▸ **EXERCISE BRIEF**
Each and every line of the data must appear exactly as given.

▸ **EXERCISE MATERIAL**
▼

//! Scene emission: the boundary to the external renderer.
//!
//! A `SceneEmitter` is a stateless projection of the session timeline and
//! trajectories onto renderable frames. `frame_at` is pure and may be
//! called out of order; consumers must commit frames in `frame_index`
//! order, which is what `frames()` yields.

use crate::config::{FocusCarPolicy, PipelineConfig};
use crate::errors::OutOfRangeError;
use crate::models::{CameraCue, CarId, CarTransform, Frame, TrackGeometry};
use crate::timeline::SessionTimeline;

pub struct SceneEmitter<'a> {
    timeline: &'a SessionTimeline,
    config: &'a PipelineConfig,
    /// Centroid of the track, the reference point for the camera path.
    centroid: (f64, f64),
}

impl<'a> SceneEmitter<'a> {
    pub fn new(
        timeline: &'a SessionTimeline,
        track: &TrackGeometry,
        config: &'a PipelineConfig,
    ) -> Self {
        let n = track.points.len().max(1) as f64;
        let centroid = (
            track.points.iter().map(|p| p.x).sum::<f64>() / n,
            track.points.iter().map(|p| p.y).sum::<f64>() / n,
        );
        Self {
            timeline,
            config,
            centroid,
        }
    }

    /// Index of the first frame inside the session span.
    pub fn first_frame(&self) -> u64 {
        let fps = self.config.target_fps as f64;
        (self.timeline.span().0 * fps - 1e-9).ceil().max(0.0) as u64
    }

    /// Index one past the last frame inside the session span.
    pub fn end_frame(&self) -> u64 {
        let fps = self.config.target_fps as f64;
        ((self.timeline.span().1 * fps + 1e-9).floor() as u64).saturating_add(1)
    }

    pub fn total_frames(&self) -> u64 {
        self.end_frame().saturating_sub(self.first_frame())
    }

    /// Cars present in the scene, in deterministic order.
    pub fn car_ids(&self) -> Vec<CarId> {
        self.timeline.trajectories().keys().cloned().collect()
    }

    /// The scene description for one frame.
    ///
    /// Cars outside their valid interval are omitted from the transforms;
    /// a time outside the whole session span is an error.
    pub fn frame_at(&self, frame_index: u64) -> Result<Frame, OutOfRangeError> {
        let time_s = frame_index as f64 / self.config.target_fps as f64;
        let leaderboard = self.timeline.leaderboard_at(time_s)?;

        let car_transforms: Vec<CarTransform> = self
            .timeline
            .trajectories()
            .values()
            .filter_map(|traj| {
                let point = traj.at(time_s)?;
                Some(CarTransform {
                    car_id: traj.car_id.clone(),
                    x: point.x,
                    y: point.y,
                    z: point.z,
                    heading_rad: point.heading_rad,
                    speed_mps: point.speed_mps,
                    channels: point.channels,
                })
            })
            .collect();

        let camera = self.camera_cue(&car_transforms, &leaderboard.entries);

        Ok(Frame {
            frame_index,
            time_s,
            car_transforms,
            leaderboard,
            camera,
        })
    }

    /// All frames of the session, in strictly increasing index order.
    /// Lazy, finite, restartable.
    ///
    /// Every index in `first_frame..end_frame` lies inside the session
    /// span; a failure here is a bug, not a condition to skip over.
    pub fn frames(&self) -> impl Iterator<Item = Frame> + '_ {
        (self.first_frame()..self.end_frame())
            .map(|i| self.frame_at(i).expect("frame index inside the session span"))
    }

    fn focus_car(&self, entries: &[crate::models::LeaderboardEntry]) -> Option<CarId> {
        match &self.config.focus_car_policy {
            FocusCarPolicy::Fixed { car_id } => Some(car_id.clone()),
            FocusCarPolicy::Leader => entries.first().map(|e| e.car_id.clone()),
        }
    }

    /// Camera follows a scaled copy of the focus car's position toward the
    /// track centroid, at a fixed height and a fixed range from the car.
    fn camera_cue(
        &self,
        transforms: &[CarTransform],
        entries: &[crate::models::LeaderboardEntry],
    ) -> CameraCue {
        let focus = self
            .focus_car(entries)
            .or_else(|| self.timeline.trajectories().keys().next().cloned())
            .unwrap_or_else(|| CarId::new("?"));

        let Some(car) = transforms.iter().find(|t| t.car_id == focus) else {
            // Focus car not on track at this instant: hold on the centroid.
            return CameraCue {
                focus_car: focus,
                x: self.centroid.0,
                y: self.centroid.1,
                z: self.config.camera_height_m,
            };
        };

        let scaled = (
            self.centroid.0 + (car.x - self.centroid.0) * self.config.camera_scale,
            self.centroid.1 + (car.y - self.centroid.1) * self.config.camera_scale,
        );
        let dx = scaled.0 - car.x;
        let dy = scaled.1 - car.y;
        let dist = (dx * dx + dy * dy).sqrt();
        let (ux, uy) = if dist > f64::EPSILON {
            (dx / dist, dy / dist)
        } else {
            // Car on the centroid: back off along its heading.
            (-car.heading_rad.cos(), -car.heading_rad.sin())
        };

        CameraCue {
            focus_car: focus,
            x: car.x + ux * self.config.camera_range_m,
            y: car.y + uy * self.config.camera_range_m,
            z: car.z + self.config.camera_height_m,
        }
    }
}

▲

▸ **OUTPUT FOR THIS TASK**
//! Scene emission: the boundary to the external renderer.
//!
//! A `SceneEmitter` is a stateless projection of the session timeline and
//! trajectories onto renderable frames. `frame_at` is pure and may be
//! called out of order; consumers must commit frames in `frame_index`
//! order, which is what `frames()` yields.

use crate::config::{FocusCarPolicy, PipelineConfig};
use crate::errors::OutOfRangeError;
use crate::models::{CameraCue, CarId, CarTransform, Frame, TrackGeometry};
use crate::timeline::SessionTimeline;

pub struct SceneEmitter<'a> {
    timeline: &'a SessionTimeline,
    config: &'a PipelineConfig,
    /// Centroid of the track, the reference point for the camera path.
    centroid: (f64, f64),
}

impl<'a> SceneEmitter<'a> {
    pub fn new(
        timeline: &'a SessionTimeline,
        track: &TrackGeometry,
        config: &'a PipelineConfig,
    ) -> Self {
        let n = track.points.len().max(1) as f64;
        let centroid = (
            track.points.iter().map(|p| p.x).sum::<f64>() / n,
            track.points.iter().map(|p| p.y).sum::<f64>() / n,
        );
        Self {
            timeline,
            config,
            centroid,
        }
    }

    /// Index of the first frame inside the session span.
    pub fn first_frame(&self) -> u64 {
        let fps = self.config.target_fps as f64;
        (self.timeline.span().0 * fps - 1e-9).ceil().max(0.0) as u64
    }

    /// Index one past the last frame inside the session span.
    pub fn end_frame(&self) -> u64 {
        let fps = self.config.target_fps as f64;
        ((self.timeline.span().1 * fps + 1e-9).floor() as u64).saturating_add(1)
    }

    pub fn total_frames(&self) -> u64 {
        self.end_frame().saturating_sub(self.first_frame())
    }

    /// Cars present in the scene, in deterministic order.
    pub fn car_ids(&self) -> Vec<CarId> {
        self.timeline.trajectories().keys().cloned().collect()
    }

    /// The scene description for one frame.
    ///
    /// Cars outside their valid interval are omitted from the transforms;
    /// a time outside the whole session span is an error.
    pub fn frame_at(&self, frame_index: u64) -> Result<Frame, OutOfRangeError> {
        let time_s = frame_index as f64 / self.config.target_fps as f64;
        let leaderboard = self.timeline.leaderboard_at(time_s)?;

        let car_transforms: Vec<CarTransform> = self
            .timeline
            .trajectories()
            .values()
            .filter_map(|traj| {
                let point = traj.at(time_s)?;
                Some(CarTransform {
                    car_id: traj.car_id.clone(),
                    x: point.x,
                    y: point.y,
                    z: point.z,
                    heading_rad: point.heading_rad,
                    speed_mps: point.speed_mps,
                    channels: point.channels,
                })
            })
            .collect();

        let camera = self.camera_cue(&car_transforms, &leaderboard.entries);

        Ok(Frame {
            frame_index,
            time_s,
            car_transforms,
            leaderboard,
            camera,
        })
    }

    /// All frames of the session, in strictly increasing index order.
    /// Lazy, finite, restartable.
    ///
    /// Every index in `first_frame..end_frame` lies inside the session
    /// span; a failure here is a bug, not a condition to skip over.
    pub fn frames(&self) -> impl Iterator<Item = Frame> + '_ {
        (self.first_frame()..self.end_frame())
            .map(|i| self.frame_at(i).expect("frame index inside the session span"))
    }

    fn focus_car(&self, entries: &[crate::models::LeaderboardEntry]) -> Option<CarId> {
        match &self.config.focus_car_policy {
            FocusCarPolicy::Fixed { car_id } => Some(car_id.clone()),
            FocusCarPolicy::Leader => entries.first().map(|e| e.car_id.clone()),
        }
    }

    /// Camera follows a scaled copy of the focus car's position toward the
    /// track centroid, at a fixed height and a fixed range from the car.
    fn camera_cue(
        &self,
        transforms: &[CarTransform],
        entries: &[crate::models::LeaderboardEntry],
    ) -> CameraCue {
        let focus = self
            .focus_car(entries)
            .or_else(|| self.timeline.trajectories().keys().next().cloned())
            .unwrap_or_else(|| CarId::new("?"));

        let Some(car) = transforms.iter().find(|t| t.car_id == focus) else {
            // Focus car not on track at this instant: hold on the centroid.
            return CameraCue {
                focus_car: focus,
                x: self.centroid.0,
                y: self.centroid.1,
                z: self.config.camera_height_m,
            };
        };

        let scaled = (
            self.centroid.0 + (car.x - self.centroid.0) * self.config.camera_scale,
            self.centroid.1 + (car.y - self.centroid.1) * self.config.camera_scale,
        );
        let dx = scaled.0 - car.x;
        let dy = scaled.1 - car.y;
        let dist = (dx * dx + dy * dy).sqrt();
        let (ux, uy) = if dist > f64::EPSILON {
            (dx / dist, dy / dist)
        } else {
            // Car on the centroid: back off along its heading.
            (-car.heading_rad.cos(), -car.heading_rad.sin())
        };

        CameraCue {
            focus_car: focus,
            x: car.x + ux * self.config.camera_range_m,
            y: car.y + uy * self.config.camera_range_m,
            z: car.z + self.config.camera_height_m,
        }
    }
}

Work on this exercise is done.